ミナミの言葉は歯切れが悪く、まだ何か言いたそうだ。

「なに?」
「…いきなり押しかけちゃったら、部屋に入れてくれたりしないかなって。ちょっとだけ思ってた」

そう言って、ミナミは電話の向こうでくしゃみをした。
口元から電話を離したようで、その音は遠かったが。

「それはできないって言ってんじゃん」
「どうして?」
「だから彼女が…」
「彼女がいるから他の女は部屋には入れたくないっていうこと?」
「…そうだよ」
「そっか。
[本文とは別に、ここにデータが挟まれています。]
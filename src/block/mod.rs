//! Block manager: one per table file. Owns allocation (via the extent
//! lists), checksummed block I/O, the descriptor block, and compaction
//! (spec §4.2).

pub mod cookie;
pub mod descriptor;
pub mod extent;

use std::sync::atomic::{AtomicU64, Ordering};
use std::sync::Arc;

use crc32c::crc32c;
use log::{debug, warn};

pub use cookie::Cookie;
use descriptor::{CheckpointInfo, Descriptor};
use extent::ExtentList;

use crate::error::{Error, Result};
use crate::fs::FileHandle;

/// Block header written immediately before every payload: disk size of the
/// payload, its checksum, and a flags byte (spec §4.2 "fill the header
/// (disk size, checksum, flags)").
const HEADER_LEN: usize = 9;

/// Per-block flags. Compression/encryption are wired as pass-through
/// transforms applied between the header and the on-disk payload (spec
/// §4.2: "invisibly to the btree"); this engine ships neither today but
/// reserves the bits so a later codec can flip them without a format
/// break.
#[derive(Debug, Clone, Copy, PartialEq, Eq)]
struct BlockFlags(u8);

impl BlockFlags {
    const COMPRESSED: u8 = 0b0000_0001;
    const ENCRYPTED: u8 = 0b0000_0010;

    fn empty() -> Self {
        BlockFlags(0)
    }

    fn from_bits_truncate(bits: u8) -> Self {
        BlockFlags(bits & (Self::COMPRESSED | Self::ENCRYPTED))
    }

    fn bits(self) -> u8 {
        self.0
    }
}

fn encode_header(payload_len: u32, checksum: u32, flags: BlockFlags) -> [u8; HEADER_LEN] {
    let mut buf = [0u8; HEADER_LEN];
    buf[0..4].copy_from_slice(&payload_len.to_le_bytes());
    buf[4..8].copy_from_slice(&checksum.to_le_bytes());
    buf[8] = flags.bits();
    buf
}

fn decode_header(buf: &[u8]) -> Result<(u32, u32, BlockFlags)> {
    if buf.len() < HEADER_LEN {
        return Err(Error::CorruptMetadata("block header truncated".into()));
    }
    let payload_len = u32::from_le_bytes(buf[0..4].try_into().unwrap());
    let checksum = u32::from_le_bytes(buf[4..8].try_into().unwrap());
    let flags = BlockFlags::from_bits_truncate(buf[8]);
    Ok((payload_len, checksum, flags))
}

/// One table file's allocator, split into avail (free now), alloc
/// (allocated this checkpoint), and discard (freed but not yet safe to
/// reuse, pending the checkpoint that makes the freeing transaction's
/// effects durable) lists, per spec §3 and §4.2.
pub struct BlockManager {
    file: Arc<dyn FileHandle>,
    allocation_size: u32,
    avail: ExtentList,
    alloc: ExtentList,
    discard: ExtentList,
    file_size: AtomicU64,
    checkpoint_counter: AtomicU64,
}

impl BlockManager {
    /// Create a fresh table file: write the descriptor at block zero and
    /// nothing else.
    pub fn create(file: Arc<dyn FileHandle>, allocation_size: u32) -> Result<Self> {
        if allocation_size == 0 || !allocation_size.is_power_of_two() {
            return Err(Error::InvalidArgument(
                "allocation_size must be a nonzero power of two".into(),
            ));
        }
        if allocation_size as usize % page_size::get() != 0 {
            debug!(
                "allocation_size {allocation_size} is not a multiple of the OS page size ({}); \
                 mmap'd access will still work but direct I/O will not",
                page_size::get()
            );
        }
        let descriptor = Descriptor::new(allocation_size);
        let buf = descriptor.encode();
        file.write_at(0, &buf)?;
        file.fsync(crate::fs::SyncKind::Full)?;
        Ok(Self {
            file,
            allocation_size,
            avail: ExtentList::new(),
            alloc: ExtentList::new(),
            discard: ExtentList::new(),
            file_size: AtomicU64::new(allocation_size as u64),
            checkpoint_counter: AtomicU64::new(0),
        })
    }

    /// Open an existing table file, reading its descriptor. If the
    /// descriptor is missing or corrupt, falls back to the salvage scan
    /// described in spec §4.2.
    pub fn open(file: Arc<dyn FileHandle>) -> Result<Self> {
        let size = file.size()?;
        let probe_len = size.min(4096) as usize;
        let mut probe = vec![0u8; probe_len];
        file.read_at(0, &mut probe)?;

        let descriptor = match Descriptor::decode(&probe) {
            Ok(d) => d,
            Err(e) => {
                debug!("descriptor block unreadable ({e}), attempting salvage scan");
                salvage_scan(&file, size)?
            }
        };

        let mgr = Self {
            file,
            allocation_size: descriptor.allocation_size,
            avail: ExtentList::new(),
            alloc: ExtentList::new(),
            discard: ExtentList::new(),
            file_size: AtomicU64::new(descriptor.last_checkpoint.file_size.max(descriptor.allocation_size as u64)),
            checkpoint_counter: AtomicU64::new(descriptor.last_checkpoint.checkpoint_id),
        };
        Ok(mgr)
    }

    pub fn allocation_size(&self) -> u32 {
        self.allocation_size
    }

    fn round_up(&self, len: u32) -> u32 {
        let unit = self.allocation_size;
        ((len + unit - 1) / unit) * unit
    }

    /// Write a payload as a new block: checksum it, try the avail list
    /// first, and only grow the file when nothing fits (spec §4.2).
    pub fn write(&self, payload: &[u8]) -> Result<Cookie> {
        let total_len = HEADER_LEN + payload.len();
        let disk_size = self.round_up(total_len as u32);

        let offset = match self.avail.alloc(disk_size as u64) {
            Some(offset) => offset,
            None => self.grow(disk_size as u64),
        };
        self.alloc.free(offset, disk_size as u64);

        let checksum = crc32c(payload);
        let header = encode_header(payload.len() as u32, checksum, BlockFlags::empty());

        let mut buf = Vec::with_capacity(disk_size as usize);
        buf.extend_from_slice(&header);
        buf.extend_from_slice(payload);
        buf.resize(disk_size as usize, 0);

        self.file.write_at(offset, &buf)?;

        Ok(Cookie {
            offset,
            size: disk_size,
            checksum,
        })
    }

    /// Read and validate a block previously returned by [`write`](Self::write).
    pub fn read(&self, cookie: Cookie) -> Result<Vec<u8>> {
        if !cookie.is_valid() {
            return Err(Error::InvalidArgument("read of an invalid cookie".into()));
        }
        let mut buf = vec![0u8; cookie.size as usize];
        self.file.read_at(cookie.offset, &mut buf)?;
        let (payload_len, checksum, _flags) = decode_header(&buf)?;
        let payload_end = HEADER_LEN + payload_len as usize;
        if buf.len() < payload_end {
            return Err(Error::CorruptMetadata("block payload exceeds disk size".into()));
        }
        let payload = &buf[HEADER_LEN..payload_end];
        let found = crc32c(payload);
        if found != checksum || checksum != cookie.checksum {
            debug!(
                "checksum mismatch reading block at offset {} (expected {:#010x}, found {:#010x})",
                cookie.offset, cookie.checksum, found
            );
            return Err(Error::ChecksumMismatch {
                offset: cookie.offset,
                expected: cookie.checksum,
                found,
            });
        }
        Ok(payload.to_vec())
    }

    /// Release a block back to the free pool. Per spec §3, freed blocks
    /// move through `discard` until the checkpoint that makes the freeing
    /// transaction durable, at which point [`retire_discard`] moves them
    /// into `avail`.
    pub fn free(&self, cookie: Cookie) {
        self.discard.free(cookie.offset, cookie.size as u64);
    }

    /// Move everything in `discard` into `avail`; called once the
    /// checkpoint that observed the freeing transactions as committed has
    /// itself become durable.
    pub fn retire_discard(&self) {
        for extent in self.discard.iter() {
            let _ = self.discard.remove_exact(extent.offset, extent.size);
            self.avail.free(extent.offset, extent.size);
        }
    }

    pub fn first_available(&self, size: u32) -> bool {
        self.avail.first_available(self.round_up(size) as u64)
    }

    fn grow(&self, size: u64) -> u64 {
        let offset = self.file_size.fetch_add(size, Ordering::SeqCst);
        offset
    }

    /// Write the descriptor-embedded checkpoint record as the final write
    /// of a checkpoint (spec §4.2's salvage path), returning the cookie of
    /// the avail-list block carrying it.
    pub fn write_checkpoint_descriptor(&self, root: Cookie) -> Result<CheckpointInfo> {
        let checkpoint_id = self.checkpoint_counter.fetch_add(1, Ordering::SeqCst) + 1;
        let info = CheckpointInfo {
            checkpoint_id,
            root,
            avail: Cookie::INVALID,
            alloc: Cookie::INVALID,
            discard: Cookie::INVALID,
            file_size: self.file_size.load(Ordering::SeqCst),
        };
        let mut descriptor = Descriptor::new(self.allocation_size);
        descriptor.last_checkpoint = info.clone();
        let buf = descriptor.encode();
        self.file.write_at(0, &buf)?;
        self.file.fsync(crate::fs::SyncKind::Full)?;
        Ok(info)
    }

    /// Whether compaction is likely worth running: at least one avail
    /// extent large enough to matter exists near the high end of the file.
    /// `threshold` is the minimum fraction of the file that must be
    /// reclaimable avail space.
    pub fn compact_skip(&self, threshold: f64) -> bool {
        let total = self.file_size.load(Ordering::SeqCst);
        if total == 0 {
            return true;
        }
        let avail = self.avail.total_bytes();
        let worthwhile = (avail as f64) / (total as f64) >= threshold;
        if !worthwhile {
            debug!("compact_skip: avail fraction below threshold, skipping compaction");
        }
        worthwhile
    }

    /// Whether a specific block lies above the hoped-for final file size
    /// and should be moved down during compaction.
    pub fn compact_page_skip(&self, cookie: Cookie, target_file_size: u64) -> bool {
        cookie.offset + cookie.size as u64 > target_file_size
    }

    /// Reallocate a block lower in the file, preserving its payload.
    pub fn compact_page_rewrite(&self, cookie: Cookie) -> Result<Cookie> {
        let payload = self.read(cookie)?;
        let new_offset = self
            .avail
            .alloc(cookie.size as u64)
            .ok_or_else(|| Error::Busy("no lower avail extent for compaction rewrite"))?;
        if new_offset >= cookie.offset {
            // Nothing was gained; put the extent back and tell the caller
            // there is no point moving this block.
            self.avail.free(new_offset, cookie.size as u64);
            return Err(Error::Busy("compaction target extent is not lower in the file"));
        }
        let header = encode_header(payload.len() as u32, cookie.checksum, BlockFlags::empty());
        let mut buf = Vec::with_capacity(cookie.size as usize);
        buf.extend_from_slice(&header);
        buf.extend_from_slice(&payload);
        buf.resize(cookie.size as usize, 0);
        self.file.write_at(new_offset, &buf)?;
        self.discard.free(cookie.offset, cookie.size as u64);
        Ok(Cookie {
            offset: new_offset,
            size: cookie.size,
            checksum: cookie.checksum,
        })
    }
}

/// Scan a file from allocation-unit boundaries for the descriptor-embedded
/// checkpoint record with the highest counter (spec §4.2 salvage path).
fn salvage_scan(file: &Arc<dyn FileHandle>, file_size: u64) -> Result<Descriptor> {
    warn!("scanning {file_size} bytes for a salvageable checkpoint descriptor");
    // A conservative stride: the smallest legal allocation size. Real
    // descriptors are block-aligned to their own allocation size, which we
    // don't know yet, so scan at the finest possible granularity.
    const MIN_ALLOCATION_SIZE: u64 = 512;
    let mut best: Option<Descriptor> = None;
    let mut offset = 0u64;
    while offset + 12 <= file_size {
        let mut probe = vec![0u8; 4096.min((file_size - offset) as usize)];
        if file.read_at(offset, &mut probe).is_ok() {
            if let Ok(candidate) = Descriptor::decode(&probe) {
                let better = match &best {
                    None => true,
                    Some(current) => {
                        candidate.last_checkpoint.checkpoint_id > current.last_checkpoint.checkpoint_id
                    }
                };
                if better {
                    best = Some(candidate);
                }
            }
        }
        offset += MIN_ALLOCATION_SIZE;
    }
    best.ok_or_else(|| Error::CorruptMetadata("salvage scan found no valid descriptor".into()))
}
前はあたしの部屋でもあったのにね」
「………………」

出て行ってたのはお前の方だろ、という台詞が出そうになるが、寸前のところで飲み込む。
それを言ったところで堂々巡りなのは目に見えているからだ。
ミナミと再会してから何度同じようなやりとりを繰り返してきたことか。

通りがかったコンビニの前に灰皿を見つけて、俺は立ち止まりポケットから煙草を取り出し火をつけた。